Start by importing the ResNet50 model. We will also need the Sequential class from Keras. We will also import the Dense layer from Keras. We will use this to create a new output layer. And as always, we will import NumPy - the fundamental package for scientific computing in Python.

Create and Compile a New Model

The first layer is going to be our ResNet50 model WITH weights set to the pre-trained weights from ImageNet training. We will set include top to false. This means that the final dense layer with the 1000 outputs is not going to be used. Instead, we will apply global average pooling to the output of the last convolutional layer in the ResNet model and that will make our output of the ResNet layer a 2D tensor. Then, we will add the output layer, which is a dense layer, which has just 2 nodes. Technically, we don’t really need the 2 nodes either in binary classification and just 1 node will do. But, for this example, we will use 2 nodes and you can apply the same concept to multi-class classification problems as well.

We will use the categorical cross entropy for our loss function and we will use the common stochastic gradient descent algorithm for the optimizer. We will use only one training metric and that will be accuracy.

Image Data Generator

We will use the ImageDataGenerator class from the image preprocessing library of Keras. We will create two data generators with the help of this class - one for our training set and another one for our validation set. We will set the preprocessing function of the ImageDataGenerator class to the Resnet50 preprocess_input method that we imported earlier.

We will create a data generator for the training dataset and another one for the validation dataset. We can use flow_from_directory method and specify the data directory, the target size, and the class mode for each data generator.

Train the Model

The first layer, which is the ResNet50 layer, is already trained in the ImageNet dataset and we are not training that layer. We are only asking the model to learn the 4098 parameters it needs to learn for all the connections between our output layer and the last layer of the ResNet50 model.

Since we are using the image data generator, we need to use a variant of the fit method called fit_generator.
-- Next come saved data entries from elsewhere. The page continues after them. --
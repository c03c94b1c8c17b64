//! Core library for pagecraft PDF page operations.
//!
//! This crate provides:
//! - An in-memory document model over `lopdf` (load, save, copy pages)
//! - Page operations: merge, extract, reorder, delete, rotate, split
//! - An operation worker and a dispatch layer that runs it in isolation
//! - Thumbnail generation with a bounded cache

pub mod config;
#[cfg(feature = "native")]
pub mod dispatch;
pub mod document;
pub mod error;
pub mod ops;
pub mod thumbnail;
pub mod worker;

#[cfg(test)]
pub(crate) mod testing;

pub use config::{PagecraftConfig, ThumbnailConfig, WorkerConfig};
#[cfg(feature = "native")]
pub use dispatch::{Dispatcher, PendingTask, Spawn, ThreadSpawner};
pub use document::PagedDocument;
pub use error::{DispatchError, DocumentError, PagecraftError, Result};
pub use ops::{ReorderPolicy, SaveOptions, SplitMode, WatermarkOptions};
pub use thumbnail::{CacheStats, ThumbnailCache, ThumbnailKey, ThumbnailWorker};
#[cfg(feature = "native")]
pub use thumbnail::ThumbnailService;
#[cfg(feature = "native")]
pub use worker::WorkerChannels;
pub use worker::{Artifact, CorrelationId, Operation, OperationKind, OperationWorker, ProgressEvent};

/// Re-export rasterization types.
pub use pagecraft_render::{BackendKind, Bitmap, RasterBackend, RenderError, TargetSize};
//! Page-tree helpers shared by the backends and the document model.

use lopdf::{Dictionary, Document, Object, ObjectId};

use crate::geometry::PageBox;

/// Page attributes a page may inherit from its ancestors in the page tree.
pub const INHERITABLE_KEYS: [&[u8]; 4] = [b"Resources", b"MediaBox", b"CropBox", b"Rotate"];

const MAX_TREE_DEPTH: usize = 64;

/// Look up a page attribute, walking up `Parent` links when the page
/// itself does not define it. References are resolved.
pub fn inherited<'a>(doc: &'a Document, page_id: ObjectId, key: &[u8]) -> Option<&'a Object> {
    let mut node_id = page_id;
    for _ in 0..MAX_TREE_DEPTH {
        let node = doc.get_dictionary(node_id).ok()?;
        if let Ok(value) = node.get(key) {
            return doc.dereference(value).ok().map(|(_, object)| object);
        }
        node_id = node.get(b"Parent").and_then(Object::as_reference).ok()?;
    }
    None
}

/// Resolve a numeric object (integer or real).
pub fn number(doc: &Document, object: &Object) -> Option<f32> {
    let (_, object) = doc.dereference(object).ok()?;
    match object {
        Object::Integer(value) => Some(*value as f32),
        Object::Real(value) => Some(*value as f32),
        _ => None,
    }
}

/// Effective media box of a page, falling back to US Letter.
pub fn page_box(doc: &Document, page_id: ObjectId) -> PageBox {
    inherited(doc, page_id, b"MediaBox")
        .and_then(|object| rect(doc, object))
        .filter(|b| b.width() > 0.0 && b.height() > 0.0)
        .unwrap_or(PageBox::LETTER)
}

/// Parse a four-number rectangle array.
pub fn rect(doc: &Document, object: &Object) -> Option<PageBox> {
    let values = object.as_array().ok()?;
    if values.len() != 4 {
        return None;
    }
    let mut coords = [0.0f32; 4];
    for (slot, value) in coords.iter_mut().zip(values) {
        *slot = number(doc, value)?;
    }
    Some(PageBox::from_corners(coords[0], coords[1], coords[2], coords[3]))
}

/// Effective `/Rotate` of a page, normalised to `0..360`.
pub fn page_rotation(doc: &Document, page_id: ObjectId) -> i64 {
    inherited(doc, page_id, b"Rotate")
        .and_then(|object| object.as_i64().ok())
        .unwrap_or(0)
        .rem_euclid(360)
}

/// Effective resource dictionary of a page.
pub fn page_resources(doc: &Document, page_id: ObjectId) -> Option<&Dictionary> {
    match inherited(doc, page_id, b"Resources")? {
        Object::Dictionary(dict) => Some(dict),
        _ => None,
    }
}
//! Request and response types exchanged with the operation worker.

use std::fmt;
use std::str::FromStr;

use serde::{Deserialize, Serialize};

use crate::error::DispatchError;
use crate::ops::{SplitMode, WatermarkOptions};

/// Identifies one request and its response.
#[derive(Clone, Copy, Debug, PartialEq, Eq, Hash, PartialOrd, Ord)]
pub struct CorrelationId(pub u64);

impl CorrelationId {
    #[must_use]
    pub const fn new(id: u64) -> Self {
        Self(id)
    }
}

impl fmt::Display for CorrelationId {
    fn fmt(&self, f: &mut fmt::Formatter<'_>) -> fmt::Result {
        write!(f, "task-{}", self.0)
    }
}

/// A page operation and its inputs.
#[derive(Debug, Clone, PartialEq)]
pub enum Operation {
    Merge { documents: Vec<Vec<u8>> },
    Extract { document: Vec<u8>, pages: Vec<u32> },
    Rotate { document: Vec<u8>, pages: Vec<u32>, degrees: i32 },
    Reorder { document: Vec<u8>, order: Vec<u32> },
    Delete { document: Vec<u8>, pages: Vec<u32> },
    Split { document: Vec<u8>, mode: SplitMode },
    Watermark { document: Vec<u8>, options: WatermarkOptions },
}

impl Operation {
    pub fn kind(&self) -> OperationKind {
        match self {
            Operation::Merge { .. } => OperationKind::Merge,
            Operation::Extract { .. } => OperationKind::Extract,
            Operation::Rotate { .. } => OperationKind::Rotate,
            Operation::Reorder { .. } => OperationKind::Reorder,
            Operation::Delete { .. } => OperationKind::Delete,
            Operation::Split { .. } => OperationKind::Split,
            Operation::Watermark { .. } => OperationKind::Watermark,
        }
    }

    /// Total size of the input documents in bytes.
    pub fn input_len(&self) -> usize {
        match self {
            Operation::Merge { documents } => documents.iter().map(Vec::len).sum(),
            Operation::Extract { document, .. }
            | Operation::Rotate { document, .. }
            | Operation::Reorder { document, .. }
            | Operation::Delete { document, .. }
            | Operation::Split { document, .. }
            | Operation::Watermark { document, .. } => document.len(),
        }
    }
}

/// Name of an operation, as used on the wire and on the command line.
#[derive(Clone, Copy, Debug, PartialEq, Eq, Hash, Serialize, Deserialize)]
#[serde(rename_all = "snake_case")]
pub enum OperationKind {
    Merge,
    Extract,
    Rotate,
    Reorder,
    Delete,
    Split,
    Watermark,
}

impl OperationKind {
    pub const ALL: [OperationKind; 7] = [
        OperationKind::Merge,
        OperationKind::Extract,
        OperationKind::Rotate,
        OperationKind::Reorder,
        OperationKind::Delete,
        OperationKind::Split,
        OperationKind::Watermark,
    ];

    pub fn as_str(&self) -> &'static str {
        match self {
            OperationKind::Merge => "merge",
            OperationKind::Extract => "extract",
            OperationKind::Rotate => "rotate",
            OperationKind::Reorder => "reorder",
            OperationKind::Delete => "delete",
            OperationKind::Split => "split",
            OperationKind::Watermark => "watermark",
        }
    }
}

impl fmt::Display for OperationKind {
    fn fmt(&self, f: &mut fmt::Formatter<'_>) -> fmt::Result {
        f.write_str(self.as_str())
    }
}

impl FromStr for OperationKind {
    type Err = DispatchError;

    fn from_str(s: &str) -> Result<Self, Self::Err> {
        OperationKind::ALL
            .into_iter()
            .find(|kind| kind.as_str() == s)
            .ok_or_else(|| DispatchError::UnknownOperation(s.to_string()))
    }
}

/// A request handed to the worker. Consumed exactly once.
#[derive(Debug)]
pub struct OperationRequest {
    pub id: CorrelationId,
    pub operation: Operation,
}

/// What a successful operation produces.
#[derive(Debug, Clone, PartialEq, Eq)]
pub enum Artifact {
    /// A single document.
    Document(Vec<u8>),
    /// Several documents (split parts, in page order).
    Documents(Vec<Vec<u8>>),
}

impl Artifact {
    /// Flatten into a list of documents.
    pub fn into_documents(self) -> Vec<Vec<u8>> {
        match self {
            Artifact::Document(data) => vec![data],
            Artifact::Documents(parts) => parts,
        }
    }

    /// Total size in bytes.
    pub fn byte_len(&self) -> usize {
        match self {
            Artifact::Document(data) => data.len(),
            Artifact::Documents(parts) => parts.iter().map(Vec::len).sum(),
        }
    }
}

/// The worker's answer to one request.
#[derive(Debug)]
pub struct OperationResponse {
    pub id: CorrelationId,
    /// The artifact, or the failure message.
    pub outcome: Result<Artifact, String>,
}

/// Progress of a long-running operation. Carries no correlation id.
#[derive(Debug, Clone, Copy, PartialEq)]
pub struct ProgressEvent {
    pub kind: OperationKind,
    /// Percentage in `0.0..=100.0`.
    pub percent: f32,
}
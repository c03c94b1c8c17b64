//! Thumbnail service - runs a thumbnail worker on its own thread.

use std::sync::Arc;
use std::thread::JoinHandle;
use std::time::Duration;

use flume::{Receiver, Sender};
use pagecraft_render::TargetSize;
use tracing::debug;

use super::worker::{ThumbnailJob, ThumbnailRequest, ThumbnailResponse, ThumbnailWorker};
use crate::config::ThumbnailConfig;
use crate::Result;

/// Owns the thumbnail worker thread and its channels.
///
/// Responses arrive in request order; callers either poll or block.
pub struct ThumbnailService {
    request_tx: Option<Sender<ThumbnailRequest>>,
    response_rx: Receiver<ThumbnailResponse>,
    handle: Option<JoinHandle<()>>,
}

impl ThumbnailService {
    /// Start a service with a worker built from `config`.
    pub fn new(config: &ThumbnailConfig) -> Result<Self> {
        Self::with_worker(ThumbnailWorker::new(config)?)
    }

    /// Start a service around an existing worker.
    pub fn with_worker(mut worker: ThumbnailWorker) -> Result<Self> {
        let (request_tx, request_rx) = flume::unbounded::<ThumbnailRequest>();
        let (response_tx, response_rx) = flume::unbounded();

        let handle = std::thread::Builder::new()
            .name("pagecraft-thumbnails".to_string())
            .spawn(move || {
                for request in request_rx.iter() {
                    if response_tx.send(worker.handle(request)).is_err() {
                        break;
                    }
                }
                debug!("Thumbnail worker stopped");
            })?;

        Ok(Self {
            request_tx: Some(request_tx),
            response_rx,
            handle: Some(handle),
        })
    }

    /// Queue a request. Returns `false` once the worker is gone.
    pub fn request(&self, request: ThumbnailRequest) -> bool {
        self.request_tx
            .as_ref()
            .is_some_and(|tx| tx.send(request).is_ok())
    }

    pub fn generate(&self, job: ThumbnailJob) -> bool {
        self.request(ThumbnailRequest::Generate(job))
    }

    pub fn generate_batch(&self, document_id: &str, data: Arc<[u8]>, start: u32, end: u32, size: TargetSize) -> bool {
        self.request(ThumbnailRequest::GenerateBatch {
            document_id: document_id.to_string(),
            data,
            start,
            end,
            size,
        })
    }

    pub fn clear_cache(&self) -> bool {
        self.request(ThumbnailRequest::ClearCache)
    }

    pub fn get_stats(&self) -> bool {
        self.request(ThumbnailRequest::GetStats)
    }

    /// Collect every response that is ready, without blocking.
    pub fn poll_responses(&self) -> Vec<ThumbnailResponse> {
        let mut responses = vec![];
        while let Ok(response) = self.response_rx.try_recv() {
            responses.push(response);
        }
        responses
    }

    /// Block until the next response. `None` once the worker is gone.
    pub fn recv(&self) -> Option<ThumbnailResponse> {
        self.response_rx.recv().ok()
    }

    pub fn recv_timeout(&self, timeout: Duration) -> Option<ThumbnailResponse> {
        self.response_rx.recv_timeout(timeout).ok()
    }

    /// Get the response receiver for async usage
    #[must_use]
    pub fn response_receiver(&self) -> &Receiver<ThumbnailResponse> {
        &self.response_rx
    }

    /// Stop the worker after it finishes queued requests.
    pub fn shutdown(&mut self) {
        self.request_tx.take();
        if let Some(handle) = self.handle.take() {
            let _ = handle.join();
        }
    }
}

impl Drop for ThumbnailService {
    fn drop(&mut self) {
        self.shutdown();
    }
}
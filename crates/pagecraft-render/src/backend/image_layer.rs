//! Pure Rust backend that paints the image layer of a page.
//!
//! Scanned documents carry each page as one or more image XObjects placed
//! by the content stream. This backend follows `q`/`Q`/`cm`/`Do` through
//! the page and its form XObjects and draws every decodable image into its
//! transformed bounding box on a white canvas. Text and vector paths are
//! not painted.

use image::imageops::{self, FilterType};
use image::{DynamicImage, ImageBuffer, Rgba, RgbaImage};
use lopdf::content::{Content, Operation};
use lopdf::{Dictionary, Document, Object, ObjectId, Stream};
use tracing::{debug, trace};

use super::RasterBackend;
use crate::geometry::{PageBox, TargetSize};
use crate::pdf::{number, page_box, page_resources, page_rotation};
use crate::{Bitmap, RenderError, Result};

const MAX_FORM_DEPTH: usize = 8;
const MAX_IMAGE_PIXELS: u64 = 64 * 1024 * 1024;

/// Backend painting image XObjects with `lopdf` and `image`.
pub struct ImageLayerBackend {
    max_form_depth: usize,
}

impl ImageLayerBackend {
    /// Create a new backend.
    pub fn new() -> Self {
        Self {
            max_form_depth: MAX_FORM_DEPTH,
        }
    }

    fn load(data: &[u8]) -> Result<Document> {
        let mut doc = Document::load_mem(data).map_err(|e| RenderError::Parse(e.to_string()))?;
        if doc.is_encrypted() && doc.decrypt("").is_err() {
            return Err(RenderError::Parse("document is encrypted".to_string()));
        }
        Ok(doc)
    }

    fn page_id(doc: &Document, page: u32) -> Result<ObjectId> {
        let pages = doc.get_pages();
        pages.get(&page).copied().ok_or(RenderError::PageOutOfRange {
            page,
            page_count: pages.len() as u32,
        })
    }
}

impl Default for ImageLayerBackend {
    fn default() -> Self {
        Self::new()
    }
}

impl RasterBackend for ImageLayerBackend {
    fn name(&self) -> &'static str {
        "image-layer"
    }

    fn page_count(&self, data: &[u8]) -> Result<u32> {
        Ok(Self::load(data)?.get_pages().len() as u32)
    }

    fn render(&self, data: &[u8], page: u32, target: TargetSize) -> Result<Bitmap> {
        let doc = Self::load(data)?;
        let page_id = Self::page_id(&doc, page)?;

        let media = page_box(&doc, page_id);
        let rotation = page_rotation(&doc, page_id);
        let (shown_width, shown_height) = media.displayed_size(rotation);
        let (width, height, scale) = target.fit(shown_width, shown_height);

        // Paint unrotated, then turn the finished canvas.
        let (canvas_width, canvas_height) = if rotation % 180 == 90 {
            (height, width)
        } else {
            (width, height)
        };
        debug!(
            "Rendering page {} at {}x{} (scale {:.3}, rotate {})",
            page, width, height, scale, rotation
        );

        let content = doc.get_page_content(page_id).unwrap_or_else(|e| {
            debug!("Page {} has no readable content: {}", page, e);
            Vec::new()
        });
        let content = Content::decode(&content).map_err(|e| RenderError::Backend(e.to_string()))?;

        let mut painter = Painter {
            doc: &doc,
            media,
            scale,
            canvas: RgbaImage::from_pixel(canvas_width, canvas_height, Rgba([255, 255, 255, 255])),
            max_depth: self.max_form_depth,
        };
        painter.run(&content.operations, page_resources(&doc, page_id), Matrix::IDENTITY, 0);

        let canvas = match rotation {
            90 => imageops::rotate90(&painter.canvas),
            180 => imageops::rotate180(&painter.canvas),
            270 => imageops::rotate270(&painter.canvas),
            _ => painter.canvas,
        };
        Ok(Bitmap::from(canvas))
    }
}

/// PDF affine matrix `[a b c d e f]`.
#[derive(Debug, Clone, Copy, PartialEq)]
struct Matrix {
    a: f32,
    b: f32,
    c: f32,
    d: f32,
    e: f32,
    f: f32,
}

impl Matrix {
    const IDENTITY: Matrix = Matrix {
        a: 1.0,
        b: 0.0,
        c: 0.0,
        d: 1.0,
        e: 0.0,
        f: 0.0,
    };

    fn from_operands(doc: &Document, operands: &[Object]) -> Option<Self> {
        if operands.len() != 6 {
            return None;
        }
        let mut v = [0.0f32; 6];
        for (slot, operand) in v.iter_mut().zip(operands) {
            *slot = number(doc, operand)?;
        }
        Some(Self {
            a: v[0],
            b: v[1],
            c: v[2],
            d: v[3],
            e: v[4],
            f: v[5],
        })
    }

    /// `self × other`: apply `self` first, then `other`.
    fn then(&self, other: &Matrix) -> Matrix {
        Matrix {
            a: self.a * other.a + self.b * other.c,
            b: self.a * other.b + self.b * other.d,
            c: self.c * other.a + self.d * other.c,
            d: self.c * other.b + self.d * other.d,
            e: self.e * other.a + self.f * other.c + other.e,
            f: self.e * other.b + self.f * other.d + other.f,
        }
    }

    fn apply(&self, x: f32, y: f32) -> (f32, f32) {
        (self.a * x + self.c * y + self.e, self.b * x + self.d * y + self.f)
    }
}

struct Painter<'a> {
    doc: &'a Document,
    media: PageBox,
    scale: f32,
    canvas: RgbaImage,
    max_depth: usize,
}

impl<'a> Painter<'a> {
    fn run(
        &mut self,
        operations: &[Operation],
        resources: Option<&'a Dictionary>,
        base: Matrix,
        depth: usize,
    ) {
        let mut ctm = base;
        let mut saved = Vec::new();

        for operation in operations {
            match operation.operator.as_str() {
                "q" => saved.push(ctm),
                "Q" => {
                    if let Some(previous) = saved.pop() {
                        ctm = previous;
                    }
                }
                "cm" => {
                    if let Some(matrix) = Matrix::from_operands(self.doc, &operation.operands) {
                        ctm = matrix.then(&ctm);
                    }
                }
                "Do" => {
                    let name = operation.operands.first().and_then(|o| o.as_name().ok());
                    if let (Some(name), Some(resources)) = (name, resources) {
                        self.draw_xobject(name, resources, ctm, depth);
                    }
                }
                _ => {}
            }
        }
    }

    fn draw_xobject(&mut self, name: &[u8], resources: &'a Dictionary, ctm: Matrix, depth: usize) {
        let doc = self.doc;
        let Some(stream) = resources
            .get(b"XObject")
            .ok()
            .and_then(|x| doc.dereference(x).ok())
            .and_then(|(_, x)| x.as_dict().ok())
            .and_then(|xobjects| xobjects.get(name).ok())
            .and_then(|entry| doc.dereference(entry).ok())
            .and_then(|(_, entry)| entry.as_stream().ok())
        else {
            trace!("XObject {} not found", String::from_utf8_lossy(name));
            return;
        };

        match stream.dict.get(b"Subtype").and_then(Object::as_name) {
            Ok(b"Image") => match decode_image(doc, stream) {
                Some(image) => self.place_image(&image, ctm),
                None => trace!("Skipping undecodable image {}", String::from_utf8_lossy(name)),
            },
            Ok(b"Form") if depth < self.max_depth => {
                let form_matrix = stream
                    .dict
                    .get(b"Matrix")
                    .ok()
                    .and_then(|m| m.as_array().ok())
                    .and_then(|m| Matrix::from_operands(doc, m))
                    .unwrap_or(Matrix::IDENTITY);
                let form_resources = stream
                    .dict
                    .get(b"Resources")
                    .ok()
                    .and_then(|r| doc.dereference(r).ok())
                    .and_then(|(_, r)| r.as_dict().ok())
                    .or(Some(resources));
                let data = stream
                    .decompressed_content()
                    .unwrap_or_else(|_| stream.content.clone());
                if let Ok(content) = Content::decode(&data) {
                    self.run(&content.operations, form_resources, form_matrix.then(&ctm), depth + 1);
                }
            }
            _ => {}
        }
    }

    fn place_image(&mut self, image: &DynamicImage, ctm: Matrix) {
        let corners = [(0.0, 0.0), (1.0, 0.0), (0.0, 1.0), (1.0, 1.0)].map(|(x, y)| {
            let (ux, uy) = ctm.apply(x, y);
            (
                (ux - self.media.x0) * self.scale,
                (self.media.y1 - uy) * self.scale,
            )
        });
        let left = corners.iter().map(|p| p.0).fold(f32::INFINITY, f32::min);
        let right = corners.iter().map(|p| p.0).fold(f32::NEG_INFINITY, f32::max);
        let top = corners.iter().map(|p| p.1).fold(f32::INFINITY, f32::min);
        let bottom = corners.iter().map(|p| p.1).fold(f32::NEG_INFINITY, f32::max);

        let width = (right - left).round().max(1.0) as u32;
        let height = (bottom - top).round().max(1.0) as u32;
        if u64::from(width) * u64::from(height) > MAX_IMAGE_PIXELS {
            debug!("Skipping oversized image placement {}x{}", width, height);
            return;
        }

        let mut placed = image.resize_exact(width, height, FilterType::Triangle).into_rgba8();
        if ctm.a < 0.0 {
            placed = imageops::flip_horizontal(&placed);
        }
        if ctm.d < 0.0 {
            placed = imageops::flip_vertical(&placed);
        }
        imageops::overlay(&mut self.canvas, &placed, left.round() as i64, top.round() as i64);
    }
}

fn first_filter(dict: &Dictionary) -> Option<&[u8]> {
    match dict.get(b"Filter").ok()? {
        Object::Name(name) => Some(name.as_slice()),
        Object::Array(filters) => filters.first().and_then(|f| f.as_name().ok()),
        _ => None,
    }
}

fn color_components(doc: &Document, dict: &Dictionary) -> Option<u32> {
    let color_space = match dict.get(b"ColorSpace") {
        Ok(object) => doc.dereference(object).ok()?.1,
        Err(_) => return Some(3),
    };
    let (family, params) = match color_space {
        Object::Name(name) => (name.as_slice(), None),
        Object::Array(items) => (items.first()?.as_name().ok()?, items.get(1)),
        _ => return None,
    };
    match family {
        b"DeviceRGB" | b"CalRGB" | b"RGB" => Some(3),
        b"DeviceGray" | b"CalGray" | b"G" => Some(1),
        b"DeviceCMYK" | b"CMYK" => Some(4),
        b"ICCBased" => {
            let (_, profile) = doc.dereference(params?).ok()?;
            profile.as_stream().ok()?.dict.get(b"N").ok()?.as_i64().ok().map(|n| n as u32)
        }
        _ => None,
    }
}

fn decode_image(doc: &Document, stream: &Stream) -> Option<DynamicImage> {
    let dict = &stream.dict;
    let width = dict.get(b"Width").ok().and_then(|w| number(doc, w))? as u32;
    let height = dict.get(b"Height").ok().and_then(|h| number(doc, h))? as u32;
    if width == 0 || height == 0 {
        return None;
    }
    let pixels = u64::from(width) * u64::from(height);
    if pixels > MAX_IMAGE_PIXELS {
        trace!("Skipping oversized image {}x{}", width, height);
        return None;
    }
    let pixels = usize::try_from(pixels).ok()?;

    match first_filter(dict) {
        Some(b"DCTDecode") => {
            trace!("Decoding JPEG image {}x{}", width, height);
            return image::load_from_memory_with_format(&stream.content, image::ImageFormat::Jpeg).ok();
        }
        Some(b"JPXDecode") | Some(b"CCITTFaxDecode") | Some(b"JBIG2Decode") => {
            trace!("Unsupported image filter");
            return None;
        }
        _ => {}
    }

    let bits = dict
        .get(b"BitsPerComponent")
        .ok()
        .and_then(|b| b.as_i64().ok())
        .unwrap_or(8);
    if bits != 8 {
        trace!("Unsupported bits per component: {}", bits);
        return None;
    }

    let data = stream
        .decompressed_content()
        .unwrap_or_else(|_| stream.content.clone());
    let components = color_components(doc, dict).filter(|c| matches!(c, 1 | 3 | 4))?;
    let expected = pixels.checked_mul(components as usize)?;
    if data.len() < expected {
        trace!(
            "Image data too short: {} bytes for {}x{}x{}",
            data.len(),
            width,
            height,
            components
        );
        return None;
    }

    let mut rgba = Vec::with_capacity(pixels.checked_mul(4)?);
    for chunk in data.chunks_exact(components as usize).take(pixels) {
        let [r, g, b] = match components {
            1 => [chunk[0]; 3],
            3 => [chunk[0], chunk[1], chunk[2]],
            4 => {
                let k = 255 - u16::from(chunk[3]);
                let channel = |v: u8| ((255 - u16::from(v)) * k / 255) as u8;
                [channel(chunk[0]), channel(chunk[1]), channel(chunk[2])]
            }
            _ => return None,
        };
        rgba.extend_from_slice(&[r, g, b, 255]);
    }

    ImageBuffer::<Rgba<u8>, _>::from_raw(width, height, rgba).map(DynamicImage::ImageRgba8)
}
Specify the train generator for the training data, validation generator for validation data, validation steps, steps per epoch. And of course, specify epochs - which is an iteration over the entire data provided.

Prepare Test Images

Let’s define a function called prepare images. This will take paths to test images as input. This function will first create an array of images. We will use Keras’ image preprocessing and load two helper functions from there. One function to help us load images and other one to help us convert those images to NumPy arrays. Such a NumPy array can then be fed into our preprocess input method that we imported from Keras’ ResNet module earlier. This will create a suitable format to be fed into our model.

Make Predictions on Test Images

We will create a function which will show the prediction for every test image that we pass into it along with a prediction on that image. Since we have only two classes, the prediction will simply be if the given image is a glass or a table.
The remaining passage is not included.